**Problem statement:** From first line to last, write out the data precisely as shown.

**Records for this exercise:**
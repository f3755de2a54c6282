//! Utility functions for the resource client.

use std::collections::BTreeMap;

/// Serialize query parameters in key order. Used as the cache subkey, so
/// equal parameter maps always give equal strings.
pub fn query_string(params: &BTreeMap<String, String>) -> String {
    url::form_urlencoded::Serializer::new(String::new())
        .extend_pairs(params.iter())
        .finish()
}

/// Resolve `path` against the backend root. Only paths starting with `/`
/// are prefixed; full URLs pass through.
pub fn build_url(rest_url: &str, path: &str) -> String {
    if path.starts_with('/') {
        format!("{}{}", rest_url.trim_end_matches('/'), path)
    } else {
        path.to_string()
    }
}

**Exercise output:**
repository f3755de2a54c6282
//! Utility functions for the resource client.

use std::collections::BTreeMap;

/// Serialize query parameters in key order. Used as the cache subkey, so
/// equal parameter maps always give equal strings.
pub fn query_string(params: &BTreeMap<String, String>) -> String {
    url::form_urlencoded::Serializer::new(String::new())
        .extend_pairs(params.iter())
        .finish()
}

/// Resolve `path` against the backend root. Only paths starting with `/`
/// are prefixed; full URLs pass through.
pub fn build_url(rest_url: &str, path: &str) -> String {
    if path.starts_with('/') {
        format!("{}{}", rest_url.trim_end_matches('/'), path)
    } else {
        path.to_string()
    }
}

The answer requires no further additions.